* The task:
The word "falling" may appear in some lines of the data; copy every such line.

* Saved entries:
+--
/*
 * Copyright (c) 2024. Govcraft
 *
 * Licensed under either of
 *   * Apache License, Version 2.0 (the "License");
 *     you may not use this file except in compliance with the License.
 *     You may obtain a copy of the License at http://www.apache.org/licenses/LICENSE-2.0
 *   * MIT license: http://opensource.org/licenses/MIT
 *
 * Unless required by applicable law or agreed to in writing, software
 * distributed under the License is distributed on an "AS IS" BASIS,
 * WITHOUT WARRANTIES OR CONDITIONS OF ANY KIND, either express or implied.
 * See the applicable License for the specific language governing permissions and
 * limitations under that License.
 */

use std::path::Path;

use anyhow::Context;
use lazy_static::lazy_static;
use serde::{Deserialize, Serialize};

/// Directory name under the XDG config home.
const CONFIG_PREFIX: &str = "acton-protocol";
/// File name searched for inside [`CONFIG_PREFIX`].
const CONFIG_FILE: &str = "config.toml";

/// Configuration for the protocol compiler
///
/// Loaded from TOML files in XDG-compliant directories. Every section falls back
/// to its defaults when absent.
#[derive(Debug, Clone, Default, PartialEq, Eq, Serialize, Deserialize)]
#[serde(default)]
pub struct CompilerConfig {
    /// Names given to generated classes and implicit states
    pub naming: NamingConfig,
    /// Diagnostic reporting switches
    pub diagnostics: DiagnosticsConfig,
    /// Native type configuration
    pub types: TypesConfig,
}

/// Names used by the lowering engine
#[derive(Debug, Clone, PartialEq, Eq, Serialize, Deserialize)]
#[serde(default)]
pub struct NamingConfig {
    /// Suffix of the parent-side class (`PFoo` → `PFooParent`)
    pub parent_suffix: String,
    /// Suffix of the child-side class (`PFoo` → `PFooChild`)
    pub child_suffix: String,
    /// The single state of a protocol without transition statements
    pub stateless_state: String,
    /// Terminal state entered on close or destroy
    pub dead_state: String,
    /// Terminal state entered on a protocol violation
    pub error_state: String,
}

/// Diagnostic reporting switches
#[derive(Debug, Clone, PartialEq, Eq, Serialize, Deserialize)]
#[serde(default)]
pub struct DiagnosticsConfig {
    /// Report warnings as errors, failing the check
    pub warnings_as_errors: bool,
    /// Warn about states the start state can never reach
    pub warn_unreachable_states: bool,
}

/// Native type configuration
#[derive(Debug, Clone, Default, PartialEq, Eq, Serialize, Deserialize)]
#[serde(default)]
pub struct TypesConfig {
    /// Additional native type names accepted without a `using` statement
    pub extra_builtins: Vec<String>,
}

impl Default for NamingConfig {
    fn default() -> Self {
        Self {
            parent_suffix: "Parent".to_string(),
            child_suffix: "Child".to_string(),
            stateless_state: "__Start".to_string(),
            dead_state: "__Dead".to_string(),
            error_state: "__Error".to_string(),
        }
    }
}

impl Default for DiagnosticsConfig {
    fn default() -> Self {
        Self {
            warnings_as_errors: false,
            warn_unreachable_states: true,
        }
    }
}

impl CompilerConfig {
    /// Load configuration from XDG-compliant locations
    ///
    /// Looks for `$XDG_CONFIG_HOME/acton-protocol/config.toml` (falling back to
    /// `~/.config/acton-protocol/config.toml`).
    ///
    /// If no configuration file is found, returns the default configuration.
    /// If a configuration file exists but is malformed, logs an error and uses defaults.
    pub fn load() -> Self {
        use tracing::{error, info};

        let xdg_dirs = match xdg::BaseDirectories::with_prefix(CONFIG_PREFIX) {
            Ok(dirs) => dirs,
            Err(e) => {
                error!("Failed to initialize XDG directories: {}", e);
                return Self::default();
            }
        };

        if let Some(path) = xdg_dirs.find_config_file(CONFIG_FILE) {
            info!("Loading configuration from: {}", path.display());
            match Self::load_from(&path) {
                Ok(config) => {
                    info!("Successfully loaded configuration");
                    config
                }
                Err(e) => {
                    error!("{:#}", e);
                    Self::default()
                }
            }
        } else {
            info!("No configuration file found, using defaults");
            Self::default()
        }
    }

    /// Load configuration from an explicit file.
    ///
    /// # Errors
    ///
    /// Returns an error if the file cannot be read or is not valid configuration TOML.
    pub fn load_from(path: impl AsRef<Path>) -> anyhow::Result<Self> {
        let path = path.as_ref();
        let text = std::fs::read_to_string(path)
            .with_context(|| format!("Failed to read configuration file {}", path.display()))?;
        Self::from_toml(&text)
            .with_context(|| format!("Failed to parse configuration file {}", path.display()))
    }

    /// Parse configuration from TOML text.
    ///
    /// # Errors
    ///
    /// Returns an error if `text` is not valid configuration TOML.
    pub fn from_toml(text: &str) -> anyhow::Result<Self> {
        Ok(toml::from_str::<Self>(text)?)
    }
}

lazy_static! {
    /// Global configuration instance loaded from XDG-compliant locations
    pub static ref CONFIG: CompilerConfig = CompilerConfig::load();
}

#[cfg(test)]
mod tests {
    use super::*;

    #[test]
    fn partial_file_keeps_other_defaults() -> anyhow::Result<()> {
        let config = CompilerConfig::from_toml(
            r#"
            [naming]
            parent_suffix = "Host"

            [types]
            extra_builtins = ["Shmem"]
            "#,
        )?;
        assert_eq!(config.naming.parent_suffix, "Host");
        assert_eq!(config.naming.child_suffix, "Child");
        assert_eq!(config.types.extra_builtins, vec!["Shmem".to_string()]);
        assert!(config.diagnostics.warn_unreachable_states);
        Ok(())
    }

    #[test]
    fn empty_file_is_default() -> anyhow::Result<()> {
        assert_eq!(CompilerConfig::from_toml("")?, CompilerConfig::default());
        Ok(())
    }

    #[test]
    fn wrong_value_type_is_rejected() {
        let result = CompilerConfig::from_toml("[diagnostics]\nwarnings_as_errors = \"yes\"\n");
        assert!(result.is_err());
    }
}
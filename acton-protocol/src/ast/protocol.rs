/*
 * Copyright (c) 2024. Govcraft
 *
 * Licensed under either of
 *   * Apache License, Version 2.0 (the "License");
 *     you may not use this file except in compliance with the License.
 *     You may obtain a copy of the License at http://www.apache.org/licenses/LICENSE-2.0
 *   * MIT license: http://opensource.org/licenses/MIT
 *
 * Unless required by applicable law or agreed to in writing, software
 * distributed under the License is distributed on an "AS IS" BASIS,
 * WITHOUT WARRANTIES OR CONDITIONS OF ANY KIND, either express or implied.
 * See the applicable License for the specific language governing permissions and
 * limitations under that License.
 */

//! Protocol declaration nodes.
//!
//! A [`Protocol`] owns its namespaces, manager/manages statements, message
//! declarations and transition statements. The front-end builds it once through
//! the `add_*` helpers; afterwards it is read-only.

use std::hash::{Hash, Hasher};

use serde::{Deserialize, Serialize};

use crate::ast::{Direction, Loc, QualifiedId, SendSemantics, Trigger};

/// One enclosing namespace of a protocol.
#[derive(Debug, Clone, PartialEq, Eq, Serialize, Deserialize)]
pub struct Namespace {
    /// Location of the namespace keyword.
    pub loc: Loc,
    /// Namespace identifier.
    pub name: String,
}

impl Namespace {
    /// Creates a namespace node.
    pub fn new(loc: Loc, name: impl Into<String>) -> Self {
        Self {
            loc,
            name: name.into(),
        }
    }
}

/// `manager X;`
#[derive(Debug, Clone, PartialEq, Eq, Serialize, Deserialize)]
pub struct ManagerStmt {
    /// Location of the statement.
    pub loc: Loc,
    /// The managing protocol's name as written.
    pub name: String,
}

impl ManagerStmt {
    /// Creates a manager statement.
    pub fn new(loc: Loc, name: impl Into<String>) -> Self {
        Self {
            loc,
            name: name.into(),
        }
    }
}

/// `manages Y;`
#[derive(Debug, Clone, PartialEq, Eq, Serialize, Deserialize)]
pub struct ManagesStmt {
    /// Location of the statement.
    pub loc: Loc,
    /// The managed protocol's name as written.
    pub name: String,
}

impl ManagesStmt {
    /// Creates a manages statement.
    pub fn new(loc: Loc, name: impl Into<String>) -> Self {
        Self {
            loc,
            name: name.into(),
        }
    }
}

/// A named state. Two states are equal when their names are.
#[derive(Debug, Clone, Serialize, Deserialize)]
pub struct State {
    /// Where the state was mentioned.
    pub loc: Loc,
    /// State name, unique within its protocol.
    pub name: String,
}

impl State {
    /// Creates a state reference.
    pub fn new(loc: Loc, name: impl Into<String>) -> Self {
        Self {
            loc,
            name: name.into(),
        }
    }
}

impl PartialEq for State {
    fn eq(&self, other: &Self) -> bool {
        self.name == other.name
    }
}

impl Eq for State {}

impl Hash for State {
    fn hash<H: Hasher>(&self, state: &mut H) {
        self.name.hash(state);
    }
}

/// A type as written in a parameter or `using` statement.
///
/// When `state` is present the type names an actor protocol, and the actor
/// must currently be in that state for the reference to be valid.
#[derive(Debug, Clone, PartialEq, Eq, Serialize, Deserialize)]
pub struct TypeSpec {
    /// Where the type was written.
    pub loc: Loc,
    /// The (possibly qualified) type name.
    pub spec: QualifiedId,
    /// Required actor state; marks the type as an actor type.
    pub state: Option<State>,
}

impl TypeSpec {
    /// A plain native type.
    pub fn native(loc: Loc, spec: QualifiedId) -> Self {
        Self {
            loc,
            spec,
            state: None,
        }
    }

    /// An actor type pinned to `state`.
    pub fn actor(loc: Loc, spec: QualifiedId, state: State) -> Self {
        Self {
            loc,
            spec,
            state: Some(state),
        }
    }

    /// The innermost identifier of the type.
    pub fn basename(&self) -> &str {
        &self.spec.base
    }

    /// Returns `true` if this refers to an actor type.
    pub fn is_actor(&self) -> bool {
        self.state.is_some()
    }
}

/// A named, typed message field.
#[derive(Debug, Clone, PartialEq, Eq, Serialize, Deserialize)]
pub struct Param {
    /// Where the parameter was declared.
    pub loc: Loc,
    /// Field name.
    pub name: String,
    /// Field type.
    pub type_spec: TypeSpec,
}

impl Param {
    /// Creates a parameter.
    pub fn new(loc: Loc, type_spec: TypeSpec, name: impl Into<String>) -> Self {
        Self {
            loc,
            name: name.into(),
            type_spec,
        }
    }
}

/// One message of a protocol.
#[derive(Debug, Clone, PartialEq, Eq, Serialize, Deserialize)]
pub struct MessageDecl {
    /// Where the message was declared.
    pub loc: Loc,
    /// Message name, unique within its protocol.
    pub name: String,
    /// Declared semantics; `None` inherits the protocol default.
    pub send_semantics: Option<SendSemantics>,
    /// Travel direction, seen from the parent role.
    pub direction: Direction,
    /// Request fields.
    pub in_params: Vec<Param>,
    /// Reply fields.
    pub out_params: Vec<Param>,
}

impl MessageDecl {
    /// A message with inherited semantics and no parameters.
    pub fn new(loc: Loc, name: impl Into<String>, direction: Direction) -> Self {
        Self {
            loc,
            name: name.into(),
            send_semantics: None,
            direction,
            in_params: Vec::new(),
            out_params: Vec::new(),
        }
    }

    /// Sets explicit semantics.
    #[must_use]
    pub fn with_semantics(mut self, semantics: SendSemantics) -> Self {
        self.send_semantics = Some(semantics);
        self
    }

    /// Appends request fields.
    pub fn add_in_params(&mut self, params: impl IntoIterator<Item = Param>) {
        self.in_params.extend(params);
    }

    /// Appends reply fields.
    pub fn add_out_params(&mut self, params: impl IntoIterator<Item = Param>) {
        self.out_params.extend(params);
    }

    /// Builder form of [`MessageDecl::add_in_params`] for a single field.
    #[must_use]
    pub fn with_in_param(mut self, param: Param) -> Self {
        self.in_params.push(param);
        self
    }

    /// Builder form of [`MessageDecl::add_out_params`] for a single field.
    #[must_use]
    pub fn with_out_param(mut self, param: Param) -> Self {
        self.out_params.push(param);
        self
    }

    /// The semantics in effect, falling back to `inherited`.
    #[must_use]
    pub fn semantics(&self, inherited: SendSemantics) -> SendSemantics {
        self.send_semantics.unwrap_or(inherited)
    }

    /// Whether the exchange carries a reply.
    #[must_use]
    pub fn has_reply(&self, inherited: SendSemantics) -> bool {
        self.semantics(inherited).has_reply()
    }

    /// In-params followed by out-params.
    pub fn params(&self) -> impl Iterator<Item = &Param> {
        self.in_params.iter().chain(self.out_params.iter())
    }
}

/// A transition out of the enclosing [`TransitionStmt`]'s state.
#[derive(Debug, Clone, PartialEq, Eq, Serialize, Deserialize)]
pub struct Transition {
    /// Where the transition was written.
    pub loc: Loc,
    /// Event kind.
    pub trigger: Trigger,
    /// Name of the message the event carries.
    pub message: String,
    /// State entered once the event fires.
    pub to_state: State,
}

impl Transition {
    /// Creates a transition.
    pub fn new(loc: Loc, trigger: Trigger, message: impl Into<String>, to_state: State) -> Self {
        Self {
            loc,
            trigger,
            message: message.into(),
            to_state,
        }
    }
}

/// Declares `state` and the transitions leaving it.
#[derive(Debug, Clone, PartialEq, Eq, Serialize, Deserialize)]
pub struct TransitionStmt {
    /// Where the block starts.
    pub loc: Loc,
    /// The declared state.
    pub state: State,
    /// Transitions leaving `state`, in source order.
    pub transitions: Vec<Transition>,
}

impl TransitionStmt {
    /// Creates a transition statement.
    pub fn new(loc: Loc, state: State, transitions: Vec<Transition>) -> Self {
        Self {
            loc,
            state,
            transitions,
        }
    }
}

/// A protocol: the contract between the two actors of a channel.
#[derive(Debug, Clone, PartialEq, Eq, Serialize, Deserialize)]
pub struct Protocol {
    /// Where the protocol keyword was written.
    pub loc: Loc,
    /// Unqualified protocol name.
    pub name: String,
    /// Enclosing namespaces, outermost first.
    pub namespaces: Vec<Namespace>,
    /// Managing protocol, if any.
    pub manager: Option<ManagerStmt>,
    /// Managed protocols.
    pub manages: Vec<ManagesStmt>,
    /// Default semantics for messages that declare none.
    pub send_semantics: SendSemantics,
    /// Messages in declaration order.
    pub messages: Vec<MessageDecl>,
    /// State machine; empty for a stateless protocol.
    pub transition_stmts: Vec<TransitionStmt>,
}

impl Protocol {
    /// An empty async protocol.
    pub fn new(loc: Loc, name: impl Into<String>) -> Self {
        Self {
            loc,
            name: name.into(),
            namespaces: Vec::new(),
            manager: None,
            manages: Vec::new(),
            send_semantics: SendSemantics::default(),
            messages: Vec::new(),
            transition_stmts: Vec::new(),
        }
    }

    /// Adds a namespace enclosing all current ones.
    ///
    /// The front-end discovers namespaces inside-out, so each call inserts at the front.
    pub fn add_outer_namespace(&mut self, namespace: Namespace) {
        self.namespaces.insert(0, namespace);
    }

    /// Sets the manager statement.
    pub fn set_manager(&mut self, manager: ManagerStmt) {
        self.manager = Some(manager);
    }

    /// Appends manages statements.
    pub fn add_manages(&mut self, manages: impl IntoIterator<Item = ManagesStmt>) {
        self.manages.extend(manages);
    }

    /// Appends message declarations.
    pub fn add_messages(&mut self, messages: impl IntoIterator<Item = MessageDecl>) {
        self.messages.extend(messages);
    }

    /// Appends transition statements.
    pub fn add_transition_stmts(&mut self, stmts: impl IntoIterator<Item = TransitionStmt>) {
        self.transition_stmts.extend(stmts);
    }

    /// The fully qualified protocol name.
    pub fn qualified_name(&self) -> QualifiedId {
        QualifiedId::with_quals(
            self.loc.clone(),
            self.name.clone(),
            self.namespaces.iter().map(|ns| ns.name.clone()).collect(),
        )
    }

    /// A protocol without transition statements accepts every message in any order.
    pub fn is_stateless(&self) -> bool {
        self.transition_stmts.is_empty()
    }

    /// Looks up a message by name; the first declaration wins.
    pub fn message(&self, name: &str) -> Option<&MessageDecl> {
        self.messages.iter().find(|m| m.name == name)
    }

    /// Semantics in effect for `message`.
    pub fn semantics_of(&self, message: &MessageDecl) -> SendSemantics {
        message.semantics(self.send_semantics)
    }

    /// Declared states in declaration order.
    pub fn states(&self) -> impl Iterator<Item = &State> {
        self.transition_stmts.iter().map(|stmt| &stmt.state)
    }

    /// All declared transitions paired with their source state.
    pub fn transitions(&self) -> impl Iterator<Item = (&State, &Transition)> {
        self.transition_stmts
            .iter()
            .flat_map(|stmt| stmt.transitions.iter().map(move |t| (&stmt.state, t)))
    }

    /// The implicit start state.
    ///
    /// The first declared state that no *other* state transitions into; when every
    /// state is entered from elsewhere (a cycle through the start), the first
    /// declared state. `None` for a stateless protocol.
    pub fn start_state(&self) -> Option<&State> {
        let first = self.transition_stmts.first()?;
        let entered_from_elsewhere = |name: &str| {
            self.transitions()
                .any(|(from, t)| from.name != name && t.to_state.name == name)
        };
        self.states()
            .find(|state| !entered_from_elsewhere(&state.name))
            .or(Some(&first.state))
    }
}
+--
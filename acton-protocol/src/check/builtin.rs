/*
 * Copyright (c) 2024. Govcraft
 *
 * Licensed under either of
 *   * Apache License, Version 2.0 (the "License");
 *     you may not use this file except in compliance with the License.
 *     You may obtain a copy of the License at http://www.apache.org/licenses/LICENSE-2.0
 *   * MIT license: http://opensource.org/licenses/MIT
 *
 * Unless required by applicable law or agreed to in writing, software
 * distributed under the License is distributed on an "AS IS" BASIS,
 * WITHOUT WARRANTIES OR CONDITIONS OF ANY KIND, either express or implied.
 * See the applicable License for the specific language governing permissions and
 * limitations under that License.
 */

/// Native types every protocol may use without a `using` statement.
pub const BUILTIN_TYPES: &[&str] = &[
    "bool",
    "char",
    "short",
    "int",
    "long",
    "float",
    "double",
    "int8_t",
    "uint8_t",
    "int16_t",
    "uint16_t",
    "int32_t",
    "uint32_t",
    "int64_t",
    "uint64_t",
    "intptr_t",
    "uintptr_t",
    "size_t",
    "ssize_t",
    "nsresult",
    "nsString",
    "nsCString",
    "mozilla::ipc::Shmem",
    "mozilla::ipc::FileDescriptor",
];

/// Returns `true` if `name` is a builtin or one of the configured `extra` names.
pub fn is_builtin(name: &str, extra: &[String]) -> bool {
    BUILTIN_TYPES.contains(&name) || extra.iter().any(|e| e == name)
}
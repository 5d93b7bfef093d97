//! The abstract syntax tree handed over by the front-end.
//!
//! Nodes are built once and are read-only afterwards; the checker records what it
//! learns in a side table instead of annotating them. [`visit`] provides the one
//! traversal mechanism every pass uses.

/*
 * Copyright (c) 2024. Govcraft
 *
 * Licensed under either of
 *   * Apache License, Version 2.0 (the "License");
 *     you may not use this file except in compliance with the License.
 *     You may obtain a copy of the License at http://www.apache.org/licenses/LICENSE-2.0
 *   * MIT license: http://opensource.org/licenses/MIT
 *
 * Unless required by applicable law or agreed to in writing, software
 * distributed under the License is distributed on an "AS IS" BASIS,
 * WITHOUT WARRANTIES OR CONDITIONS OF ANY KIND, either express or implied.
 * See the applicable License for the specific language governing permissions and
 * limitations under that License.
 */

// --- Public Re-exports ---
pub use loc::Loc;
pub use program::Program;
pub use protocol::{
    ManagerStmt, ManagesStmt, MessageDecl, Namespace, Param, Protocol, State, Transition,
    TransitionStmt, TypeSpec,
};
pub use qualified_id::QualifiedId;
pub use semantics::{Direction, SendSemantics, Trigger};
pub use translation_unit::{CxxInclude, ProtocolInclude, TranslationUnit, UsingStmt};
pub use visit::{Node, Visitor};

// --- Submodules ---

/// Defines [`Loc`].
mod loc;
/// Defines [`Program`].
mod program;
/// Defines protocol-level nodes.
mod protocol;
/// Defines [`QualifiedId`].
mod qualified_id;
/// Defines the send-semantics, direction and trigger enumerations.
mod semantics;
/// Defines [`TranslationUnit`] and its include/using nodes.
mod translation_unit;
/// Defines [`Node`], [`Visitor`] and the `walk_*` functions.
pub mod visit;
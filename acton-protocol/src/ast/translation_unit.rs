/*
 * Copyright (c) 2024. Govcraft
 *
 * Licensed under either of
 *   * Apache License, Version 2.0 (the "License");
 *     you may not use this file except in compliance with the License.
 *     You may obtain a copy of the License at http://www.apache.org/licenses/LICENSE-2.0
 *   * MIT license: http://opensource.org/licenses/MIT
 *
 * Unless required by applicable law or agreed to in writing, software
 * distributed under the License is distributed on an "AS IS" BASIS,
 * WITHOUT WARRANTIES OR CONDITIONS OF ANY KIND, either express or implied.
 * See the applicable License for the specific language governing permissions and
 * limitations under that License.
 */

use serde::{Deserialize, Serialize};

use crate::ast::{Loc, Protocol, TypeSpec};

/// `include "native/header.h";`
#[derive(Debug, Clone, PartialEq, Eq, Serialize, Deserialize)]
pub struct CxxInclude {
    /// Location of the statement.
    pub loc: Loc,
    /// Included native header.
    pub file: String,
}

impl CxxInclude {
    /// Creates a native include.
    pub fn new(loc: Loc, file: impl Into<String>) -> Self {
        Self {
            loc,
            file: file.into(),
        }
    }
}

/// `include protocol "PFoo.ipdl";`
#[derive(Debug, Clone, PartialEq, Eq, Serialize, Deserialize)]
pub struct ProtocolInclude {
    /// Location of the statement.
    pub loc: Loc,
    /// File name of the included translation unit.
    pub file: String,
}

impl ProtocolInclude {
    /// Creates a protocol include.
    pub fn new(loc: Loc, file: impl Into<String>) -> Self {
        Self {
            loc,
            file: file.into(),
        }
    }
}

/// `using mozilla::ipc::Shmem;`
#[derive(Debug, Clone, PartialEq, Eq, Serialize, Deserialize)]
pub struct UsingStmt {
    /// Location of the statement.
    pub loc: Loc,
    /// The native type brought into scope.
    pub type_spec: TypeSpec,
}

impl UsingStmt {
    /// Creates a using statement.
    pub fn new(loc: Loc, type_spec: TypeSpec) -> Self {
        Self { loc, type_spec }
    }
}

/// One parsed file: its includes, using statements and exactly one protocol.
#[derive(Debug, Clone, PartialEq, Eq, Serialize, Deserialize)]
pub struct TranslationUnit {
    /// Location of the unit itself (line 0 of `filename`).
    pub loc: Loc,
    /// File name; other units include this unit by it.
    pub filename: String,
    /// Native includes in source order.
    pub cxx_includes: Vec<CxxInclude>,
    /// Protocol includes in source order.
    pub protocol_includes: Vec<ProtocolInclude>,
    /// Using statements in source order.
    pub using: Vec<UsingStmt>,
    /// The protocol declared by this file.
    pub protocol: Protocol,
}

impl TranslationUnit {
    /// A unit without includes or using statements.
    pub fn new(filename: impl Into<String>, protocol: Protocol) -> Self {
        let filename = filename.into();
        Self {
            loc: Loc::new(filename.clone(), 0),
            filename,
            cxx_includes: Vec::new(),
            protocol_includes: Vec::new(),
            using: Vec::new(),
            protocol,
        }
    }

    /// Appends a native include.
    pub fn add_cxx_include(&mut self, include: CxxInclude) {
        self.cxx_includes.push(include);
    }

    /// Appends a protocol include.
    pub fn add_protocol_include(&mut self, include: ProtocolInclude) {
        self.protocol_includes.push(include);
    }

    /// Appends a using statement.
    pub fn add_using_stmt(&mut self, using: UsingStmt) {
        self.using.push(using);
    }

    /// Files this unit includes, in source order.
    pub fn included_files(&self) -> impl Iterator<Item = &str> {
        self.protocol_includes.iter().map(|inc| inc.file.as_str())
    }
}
+--
* Reply to the task:
    /// Looks for `$XDG_CONFIG_HOME/acton-protocol/config.toml` (falling back to
    /// The semantics in effect, falling back to `inherited`.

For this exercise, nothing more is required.